Mudança na indexação de dívidas estudantis pode poupar US$ 3 bi na Austrália
Estudo sugere que alterar a data de reajuste do HECS aliviaria o peso financeiro de milhões de graduados australianos na próxima década.
Pontos principais
- A alteração da data de indexação das dívidas HECS poderia gerar uma economia de US$ 3 bilhões aos estudantes em dez anos.
- Cerca de 3 milhões de pessoas serão impactadas por um aumento de US$ 1 bilhão em suas dívidas na próxima segunda-feira.
- O reajuste atual das dívidas estudantis está fixado em 2,8% conforme o cronograma vigente.
- A deputada independente Monique Ryan defende a mudança, classificando o modelo atual de indexação como quebrado.

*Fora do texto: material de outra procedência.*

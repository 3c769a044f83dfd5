use std::fs::{self, File};
use std::io::{self, BufWriter};
use std::path::Path;

/// Open `path` for a full rewrite, discarding whatever file is already there
pub fn create_output(path: &Path) -> io::Result<BufWriter<File>> {
    if path.exists() {
        tracing::info!("Removing stale output file: {}", path.display());
        fs::remove_file(path)?;
    }
    Ok(BufWriter::new(File::create(path)?))
}

#[cfg(test)]
mod tests {
    use std::io::Write;

    use super::*;

    #[test]
    fn test_stale_output_is_replaced() {
        let dir = tempfile::tempdir().unwrap();
        let path = dir.path().join("cards.txt");
        fs::write(&path, "old 1\nold 2\nold 3\n").unwrap();

        let mut out = create_output(&path).unwrap();
        writeln!(out, "new").unwrap();
        out.flush().unwrap();

        assert_eq!(fs::read_to_string(&path).unwrap(), "new\n");
    }

    #[test]
    fn test_directory_is_not_removed() {
        let dir = tempfile::tempdir().unwrap();
        assert!(create_output(dir.path()).is_err());
        assert!(dir.path().is_dir());
    }
}
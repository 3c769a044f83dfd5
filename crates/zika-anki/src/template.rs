use zika_core::{TagSet, join_tags};
use zika_dictionary::DictionaryRecord;

/// Column separator of character cards
pub const FIELD_DELIMITER: &str = " | ";

/// Column separator of word and sentence cards
pub const LIST_DELIMITER: &str = "|";

/// `tags | entry | pinyin | definitions | image | pronounce`, absent fields left empty
pub fn character_row(entry: &str, tags: &TagSet, record: &DictionaryRecord) -> String {
    let field = |value: &Option<String>| one_line(value.as_deref().unwrap_or_default());

    [
        one_line(&join_tags(tags)),
        one_line(entry),
        field(&record.pinyin),
        field(&record.definitions),
        field(&record.image),
        field(&record.pronounce),
    ]
    .join(FIELD_DELIMITER)
}

/// `entry|tags`
pub fn list_row(entry: &str, tags: &TagSet) -> String {
    format!("{}{}{}", one_line(entry), LIST_DELIMITER, one_line(&join_tags(tags)))
}

/// Line breaks inside a value would split the card over two rows
fn one_line(value: &str) -> String {
    if !value.contains(['\n', '\r']) {
        return value.to_string();
    }
    value
        .split(['\n', '\r'])
        .map(str::trim)
        .filter(|part| !part.is_empty())
        .collect::<Vec<_>>()
        .join(" ")
}
/// Problems found while setting up a dictionary source, before any request is made
#[derive(Debug, thiserror::Error)]
pub enum ConfigError {
    #[error("Unknown dictionary source: {id} (expected one of: {known})")]
    UnknownSource { id: String, known: String },

    #[error("Invalid base URL {url}: {reason}")]
    InvalidBaseUrl { url: String, reason: String },

    #[error("Failed to build HTTP client: {0}")]
    HttpClient(#[from] reqwest::Error),
}

#[derive(Debug, thiserror::Error)]
pub enum FetchError {
    #[error("Network error fetching {url}: {source}")]
    Network {
        url: String,
        #[source]
        source: reqwest::Error,
    },

    #[error("HTTP {status} fetching {url}")]
    Status { url: String, status: u16 },
}

impl FetchError {
    pub fn url(&self) -> &str {
        match self {
            FetchError::Network { url, .. } | FetchError::Status { url, .. } => url,
        }
    }
}
use serde::{Deserialize, Serialize};

fn default_chapter_marker() -> String {
    "#".to_string()
}

fn default_separator() -> String {
    "、".to_string()
}

#[derive(Debug, Serialize, Deserialize, Clone)]
#[serde(default)]
pub struct InputConfig {
    /// Line prefix that starts a new chapter
    #[serde(default = "default_chapter_marker")]
    pub chapter_marker: String,
    /// Glyph between entries on a character/word line
    #[serde(default = "default_separator")]
    pub separator: String,
}

impl Default for InputConfig {
    fn default() -> Self {
        Self {
            chapter_marker: default_chapter_marker(),
            separator: default_separator(),
        }
    }
}

impl InputConfig {
    pub(crate) fn from_lookup(lookup: &impl Fn(&str) -> Option<String>) -> Self {
        let chapter_marker = lookup("ZIKA_CHAPTER_MARKER")
            .filter(|v| !v.is_empty())
            .unwrap_or_else(default_chapter_marker);
        let separator = lookup("ZIKA_SEPARATOR")
            .filter(|v| !v.is_empty())
            .unwrap_or_else(default_separator);

        Self {
            chapter_marker,
            separator,
        }
    }
}
use std::path::PathBuf;
use std::time::Duration;

use anyhow::Context;
use zika_anki::{CharacterEmitter, EmitStats, create_output, emit_list};
use zika_config::Config;
use zika_core::{CardKind, Collector, EntryTable};
use zika_dictionary::{HttpFetcher, build_source};

/// One run: which cards, from which files, into which file
#[derive(Debug)]
pub struct Job {
    pub kind: CardKind,
    pub inputs: Vec<PathBuf>,
    pub output: PathBuf,
    pub config: Config,
}

impl Job {
    pub fn new(
        kind: CardKind,
        inputs: Vec<PathBuf>,
        output: PathBuf,
        config: Config,
    ) -> anyhow::Result<Self> {
        anyhow::ensure!(!inputs.is_empty(), "At least one input file is required");
        anyhow::ensure!(
            config.dictionary.timeout_seconds > 0,
            "Dictionary timeout must be at least one second"
        );
        anyhow::ensure!(
            !config.input.chapter_marker.is_empty(),
            "Chapter marker must not be empty"
        );
        anyhow::ensure!(
            !config.input.separator.is_empty(),
            "Entry separator must not be empty"
        );
        anyhow::ensure!(
            !inputs.contains(&output),
            "Output file {} is also an input",
            output.display()
        );

        Ok(Self {
            kind,
            inputs,
            output,
            config,
        })
    }

    fn collector(&self) -> Collector {
        Collector::new(self.kind)
            .with_chapter_marker(self.config.input.chapter_marker.as_str())
            .with_separator(self.config.input.separator.as_str())
    }

    fn collect(&self) -> anyhow::Result<EntryTable> {
        Ok(self.collector().collect_files(&self.inputs)?)
    }
}

pub async fn run(job: &Job) -> anyhow::Result<EmitStats> {
    match job.kind {
        CardKind::Characters => run_characters(job).await,
        CardKind::Words | CardKind::Sentences => run_list(job),
    }
}

async fn run_characters(job: &Job) -> anyhow::Result<EmitStats> {
    let dictionary = &job.config.dictionary;

    // Resolve the source before touching inputs or the network
    let source = build_source(&dictionary.source, dictionary.base_url.as_deref())?;
    let fetcher = HttpFetcher::new(
        Duration::from_secs(dictionary.timeout_seconds),
        &dictionary.user_agent,
    )?;
    tracing::info!(
        source = source.id(),
        concurrency = dictionary.concurrency,
        "Looking characters up on {}",
        source.id()
    );

    let table = job.collect()?;
    let mut out = create_output(&job.output)
        .with_context(|| format!("Failed to create {}", job.output.display()))?;

    let stats = CharacterEmitter::new(source.as_ref(), &fetcher)
        .with_concurrency(dictionary.concurrency)
        .with_fetch_error_policy(dictionary.on_fetch_error)
        .emit(&table, &mut out)
        .await?;
    Ok(stats)
}

fn run_list(job: &Job) -> anyhow::Result<EmitStats> {
    let table = job.collect()?;
    let mut out = create_output(&job.output)
        .with_context(|| format!("Failed to create {}", job.output.display()))?;

    Ok(emit_list(&table, job.kind, &mut out)?)
}
use std::time::Duration;

use async_trait::async_trait;
use url::Url;

use crate::error::{ConfigError, FetchError};

/// Retrieves the raw body of a dictionary page
#[async_trait]
pub trait Fetcher: Send + Sync {
    /// Issue one GET for `url`. Non-success statuses are errors.
    async fn fetch(&self, url: &Url) -> Result<String, FetchError>;
}

/// [`Fetcher`] over HTTP with a bounded per-request timeout
#[derive(Clone)]
pub struct HttpFetcher {
    client: reqwest::Client,
}

impl HttpFetcher {
    pub fn new(timeout: Duration, user_agent: &str) -> Result<Self, ConfigError> {
        let client = reqwest::Client::builder()
            .timeout(timeout)
            .user_agent(user_agent)
            .build()?;

        Ok(Self { client })
    }
}

#[async_trait]
impl Fetcher for HttpFetcher {
    async fn fetch(&self, url: &Url) -> Result<String, FetchError> {
        tracing::debug!(%url, "Fetching dictionary page");

        let response = self
            .client
            .get(url.clone())
            .send()
            .await
            .map_err(|source| FetchError::Network {
                url: url.to_string(),
                source,
            })?;

        let status = response.status();
        if !status.is_success() {
            return Err(FetchError::Status {
                url: url.to_string(),
                status: status.as_u16(),
            });
        }

        response.text().await.map_err(|source| FetchError::Network {
            url: url.to_string(),
            source,
        })
    }
}

#[cfg(test)]
mod tests {
    use wiremock::matchers::{header, method, path};
    use wiremock::{Mock, MockServer, ResponseTemplate};

    use super::*;

    fn fetcher(timeout: Duration) -> HttpFetcher {
        HttpFetcher::new(timeout, "zika-test").unwrap()
    }

    #[tokio::test]
    async fn test_fetch_returns_body() {
        let server = MockServer::start().await;
        Mock::given(method("GET"))
            .and(path("/hans/%E7%8C%AB"))
            .and(header("user-agent", "zika-test"))
            .respond_with(ResponseTemplate::new(200).set_body_string("<html>猫</html>"))
            .expect(1)
            .mount(&server)
            .await;

        let url = Url::parse(&format!("{}/hans/%E7%8C%AB", server.uri())).unwrap();
        let body = fetcher(Duration::from_secs(5)).fetch(&url).await.unwrap();

        assert_eq!(body, "<html>猫</html>");
    }

    #[tokio::test]
    async fn test_non_success_status_is_error() {
        let server = MockServer::start().await;
        Mock::given(method("GET"))
            .respond_with(ResponseTemplate::new(503))
            .mount(&server)
            .await;

        let url = Url::parse(&format!("{}/s?wd=x", server.uri())).unwrap();
        let err = fetcher(Duration::from_secs(5)).fetch(&url).await.unwrap_err();

        match err {
            FetchError::Status { status, ref url } => {
                assert_eq!(status, 503);
                assert!(url.ends_with("/s?wd=x"));
            }
            other => panic!("unexpected error: {other}"),
        }
    }

    #[tokio::test]
    async fn test_slow_response_times_out() {
        let server = MockServer::start().await;
        Mock::given(method("GET"))
            .respond_with(
                ResponseTemplate::new(200)
                    .set_body_string("late")
                    .set_delay(Duration::from_millis(500)),
            )
            .mount(&server)
            .await;

        let url = Url::parse(&server.uri()).unwrap();
        let err = fetcher(Duration::from_millis(50))
            .fetch(&url)
            .await
            .unwrap_err();

        assert!(matches!(err, FetchError::Network { .. }));
    }
}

Um estudo encomendado pela deputada independente Monique Ryan aponta que a modificação na data de indexação do sistema de empréstimos estudantis HECS, na Austrália, poderia economizar mais de US$ 3 bilhões aos graduados ao longo de uma década. A proposta surge em um momento crítico, com cerca de 3 milhões de cidadãos enfrentando um aumento acumulado de US$ 1 bilhão em seus débitos, que serão reajustados em 2,8% na próxima segunda-feira. A parlamentar argumenta que o sistema atual é ineficiente e impõe um fardo financeiro excessivo aos estudantes universitários. A mudança na data de referência visa mitigar o impacto inflacionário sobre as dívidas, oferecendo um alívio econômico significativo para a população que busca formação superior no país.